腹腔注射法与吸入法建立急性一氧化碳中毒迟发性脑病动物模型的对比研究

Comparative study of animal models of delayed encephalopathy after acute carbon monoxide poisoning by intraperitoneal injection and inhalation

目的对比腹腔注射法与吸入法建立急性一氧化碳(CO)中毒迟发性脑病(DEACMP)动物模型的致死率、发病率。方法将336只180～230 g雄性wistar大鼠,采用随机数字表法分为腹腔注射法组(n=80)、吸入法组(n=240)、空白对照1,2组(每组n=8),腹腔注射法组按150 ml/kg腹腔注射CO制备DEACMP动物模型,吸入法组按CO中毒不同剂量,分为低剂量1 000 ppm组(n=80)(1 ppm=1 mg/L)、中等剂量3 000 ppm组(n=80)和高剂量4 000 ppm组(n=80),空白对照1组腹腔注射等体积空气,空白对照2组放入充满空气的染毒箱内。动态监测尾血碳氧血红蛋白(HbC O)水平,并通过水迷宫检测DEACMP的发病。结果 3 000 ppm组、4 000 ppm组及腹腔注射组造模死亡率分别为37.5%(30/80)、61.3%(49/80)、40.0%(32/80)。3 000 ppm组死亡率低于4 000 ppm组,差异具有统计学意义(χ~2=9.03,P=0.003);而与腹腔注射组比较,差异无统计学意义(χ~2=0.11,P=0.746)。3 000 ppm组、4 000 ppm组及腹腔注射组DEACMP的发病率分别为40.0%(20/50)、41.9%(13/31)、14.6%(7/48)。3 000 ppm组DEACMP发病率高于腹腔注射组,差异有统计学意义(χ~2=7.93,P=0.005);而与4 000 ppm组比较,差异无统计学意义(χ~2=0.03,P=0.860)。结论 3 000 ppm吸入中毒法为最佳DEACMP造模方式。

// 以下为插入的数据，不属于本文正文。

use serde::{Deserialize, Serialize};

use crate::github::models::RepositoryNode;

/// 没有任何可用描述来源时的占位文案
pub const NO_DESCRIPTION: &str = "No description.";

/// 没有主语言和主题时的占位技术标签
pub const FALLBACK_TECH: &str = "Code";

/// 置顶项目的规范化记录。构造后不可变，每次获取都重新构造
#[derive(Debug, Clone, PartialEq, Eq, Serialize, Deserialize)]
pub struct PinnedProject {
    /// 项目标题（仓库名）
    pub title: String,
    /// 项目描述：README摘要 → 仓库描述 → 占位文案，保证非空
    pub description: String,
    /// 技术标签：主语言优先，其后为主题，精确匹配去重并保序，保证非空
    pub tech: Vec<String>,
    /// 仓库地址
    pub github: String,
}

impl PinnedProject {
    /// 由仓库节点与README摘要组装规范化记录
    pub fn from_node(node: RepositoryNode, readme_summary: Option<String>) -> Self {
        let description = first_non_empty([readme_summary, node.description.clone()])
            .unwrap_or_else(|| NO_DESCRIPTION.to_string());

        let mut tech: Vec<String> = Vec::new();
        if let Some(language) = &node.primary_language
            && !language.name.trim().is_empty()
        {
            tech.push(language.name.clone());
        }
        for topic in node.topic_names() {
            if !topic.trim().is_empty() && !tech.contains(&topic) {
                tech.push(topic);
            }
        }
        if tech.is_empty() {
            tech.push(FALLBACK_TECH.to_string());
        }

        Self {
            title: node.name,
            description,
            tech,
            github: node.url,
        }
    }
}

/// 从左到右取第一个非空候选值
fn first_non_empty<I>(candidates: I) -> Option<String>
where
    I: IntoIterator<Item = Option<String>>,
{
    candidates
        .into_iter()
        .flatten()
        .map(|value| value.trim().to_string())
        .find(|value| !value.is_empty())
}

// Include tests
#[cfg(test)]
mod tests;
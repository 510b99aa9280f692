use std::fs;
use std::path::PathBuf;

use anyhow::{Context, Result};

use crate::types::project::PinnedProject;

/// 产物输出接口
pub trait Outlet {
    async fn save(&self, projects: &[PinnedProject]) -> Result<()>;
}

/// 磁盘输出：将项目列表序列化为JSON并写入固定路径
pub struct DiskOutlet {
    output_path: PathBuf,
}

impl DiskOutlet {
    pub fn new(output_path: PathBuf) -> Self {
        Self { output_path }
    }
}

impl Outlet for DiskOutlet {
    async fn save(&self, projects: &[PinnedProject]) -> Result<()> {
        // 确保父目录存在
        if let Some(parent_dir) = self.output_path.parent()
            && !parent_dir.as_os_str().is_empty()
            && !parent_dir.exists()
        {
            fs::create_dir_all(parent_dir)
                .context(format!("Failed to create output directory: {:?}", parent_dir))?;
        }

        let json =
            serde_json::to_string_pretty(projects).context("Failed to serialize projects")?;
        fs::write(&self.output_path, json)
            .context(format!("Failed to write output file: {:?}", self.output_path))?;

        println!("💾 已保存置顶项目数据: {}", self.output_path.display());
        Ok(())
    }
}
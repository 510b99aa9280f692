pub mod cli;
pub mod config;
pub mod generator;
pub mod github;
pub mod summary;
pub mod types;

// Re-export commonly used types
pub use config::Config;
pub use generator::{fetch_pinned_projects, launch};
pub use types::project::PinnedProject;
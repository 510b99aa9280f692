#[cfg(test)]
mod tests {
    use crate::github::models::{
        LanguageNode, OwnerNode, RepositoryNode, Topic, TopicConnection, TopicNode,
    };
    use crate::types::project::{FALLBACK_TECH, NO_DESCRIPTION, PinnedProject};

    fn make_node(
        description: Option<&str>,
        language: Option<&str>,
        topics: &[&str],
    ) -> RepositoryNode {
        RepositoryNode {
            name: "moonrag".to_string(),
            description: description.map(str::to_string),
            url: "https://github.com/someone/moonrag".to_string(),
            owner: OwnerNode {
                login: "someone".to_string(),
            },
            primary_language: language.map(|name| LanguageNode {
                name: name.to_string(),
            }),
            repository_topics: TopicConnection {
                nodes: topics
                    .iter()
                    .map(|name| TopicNode {
                        topic: Topic {
                            name: name.to_string(),
                        },
                    })
                    .collect(),
            },
        }
    }

    #[test]
    fn test_readme_summary_preferred_over_repo_description() {
        let node = make_node(Some("Repo description"), Some("Python"), &[]);
        let project = PinnedProject::from_node(node, Some("Summary from README".to_string()));

        assert_eq!(project.description, "Summary from README");
    }

    #[test]
    fn test_falls_back_to_repo_description() {
        let node = make_node(Some("Repo description"), Some("Python"), &[]);
        let project = PinnedProject::from_node(node, None);

        assert_eq!(project.description, "Repo description");
    }

    #[test]
    fn test_falls_back_to_placeholder() {
        let node = make_node(None, Some("Python"), &[]);
        let project = PinnedProject::from_node(node, None);

        assert_eq!(project.description, NO_DESCRIPTION);
    }

    #[test]
    fn test_blank_summary_falls_through() {
        // 空白摘要视为缺失，继续向后回退
        let node = make_node(Some("Repo description"), None, &[]);
        let project = PinnedProject::from_node(node, Some("   ".to_string()));

        assert_eq!(project.description, "Repo description");
    }

    #[test]
    fn test_blank_description_falls_to_placeholder() {
        let node = make_node(Some(""), None, &[]);
        let project = PinnedProject::from_node(node, None);

        assert_eq!(project.description, NO_DESCRIPTION);
    }

    #[test]
    fn test_tech_language_first_then_topics() {
        let node = make_node(None, Some("Rust"), &["cli", "tooling"]);
        let project = PinnedProject::from_node(node, None);

        assert_eq!(project.tech, vec!["Rust", "cli", "tooling"]);
    }

    #[test]
    fn test_tech_deduplicates_topics() {
        let node = make_node(None, Some("Python"), &["ai", "ai"]);
        let project = PinnedProject::from_node(node, None);

        assert_eq!(project.tech, vec!["Python", "ai"]);
    }

    #[test]
    fn test_tech_deduplicates_language_against_topics() {
        let node = make_node(None, Some("Python"), &["Python", "web"]);
        let project = PinnedProject::from_node(node, None);

        assert_eq!(project.tech, vec!["Python", "web"]);
    }

    #[test]
    fn test_tech_falls_back_to_placeholder_tag() {
        let node = make_node(None, None, &[]);
        let project = PinnedProject::from_node(node, None);

        assert_eq!(project.tech, vec![FALLBACK_TECH]);
    }

    #[test]
    fn test_blank_topic_names_skipped() {
        let node = make_node(None, None, &["", "ai"]);
        let project = PinnedProject::from_node(node, None);

        assert_eq!(project.tech, vec!["ai"]);
    }

    #[test]
    fn test_topics_only_without_language() {
        let node = make_node(None, None, &["ai", "rag"]);
        let project = PinnedProject::from_node(node, None);

        assert_eq!(project.tech, vec!["ai", "rag"]);
    }

    #[test]
    fn test_title_and_url_carried_over() {
        let node = make_node(None, None, &[]);
        let project = PinnedProject::from_node(node, None);

        assert_eq!(project.title, "moonrag");
        assert_eq!(project.github, "https://github.com/someone/moonrag");
    }

    #[test]
    fn test_serialized_shape() {
        let node = make_node(Some("Repo description"), Some("Python"), &["ai"]);
        let project = PinnedProject::from_node(node, None);

        let value = serde_json::to_value(&project).unwrap();
        assert_eq!(value["title"], "moonrag");
        assert_eq!(value["description"], "Repo description");
        assert_eq!(value["tech"], serde_json::json!(["Python", "ai"]));
        assert_eq!(value["github"], "https://github.com/someone/moonrag");
    }
}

Objective The mortality and incidence of delayed encephalopathy after acute carbon monoxide poisoning（ DEACMP） rats were compared by intraperitoneal injection and inhalation.Methods 180-230 g male wistar rats were randomly divided into intraperitoneal injection group（ n = 80）,inhalation group（ n = 240） and control group 1 and control group 2（ n = 8,respectively）. According to150 ml/kg,DEACMP animal models were made by intraperitoneal injection in 150 ml/kg dose of carbon monoxide in intraperitoneal injection group. According to different doses of CO,rats in inhalation group were divided into low dose group（ 1 000 ppm,n = 80）,middle dose group（ 3 000 ppm,n = 80） and high dose group（ 4 000 ppm,n = 80）. Rats in blank control group were injected with equal volume of air（ control group 1） or were put in the cabin filled with air（ control group 2）. The concentration of carboxy hemoglobin（ Hb CO） in the tail blood was monitored and the incidence of DEACMP was detected by water maze test.Results The mortality of 3 000 ppm group,4 000 ppm group and intraperitoneal injection group were 37.5%（ 30/80）,61.3%（ 49/80） and 40.0%（ 32/80）,respectively. The mortality in 3 000 ppm group was lower than that in 4 000 ppm group,with statistical difference（ χ2= 9.03,P = 0.003）,but there was no significant difference between intraperitoneal group and 3 000 ppm group（ χ2= 0. 11,P = 0. 746）. The incidence of DEACMP in 3 000 ppm,4 000 ppm and intraperitoneal injection group was 40.0%（ 20/50）,41.9%（ 13/31） and 14.6%（ 7/48）,respectively. The incidence of DEACMP in 3 000 ppm group was higher than that in intraperitoneal injection group（ χ2= 7. 93,P = 0. 005）,but there was no significant difference between4 000 ppm group and 3 000 ppm group（ χ2= 0.03,P = 0.860）. Conclusion 3 000 ppm inhalation poisoning is the best way to build DEACMP animal model.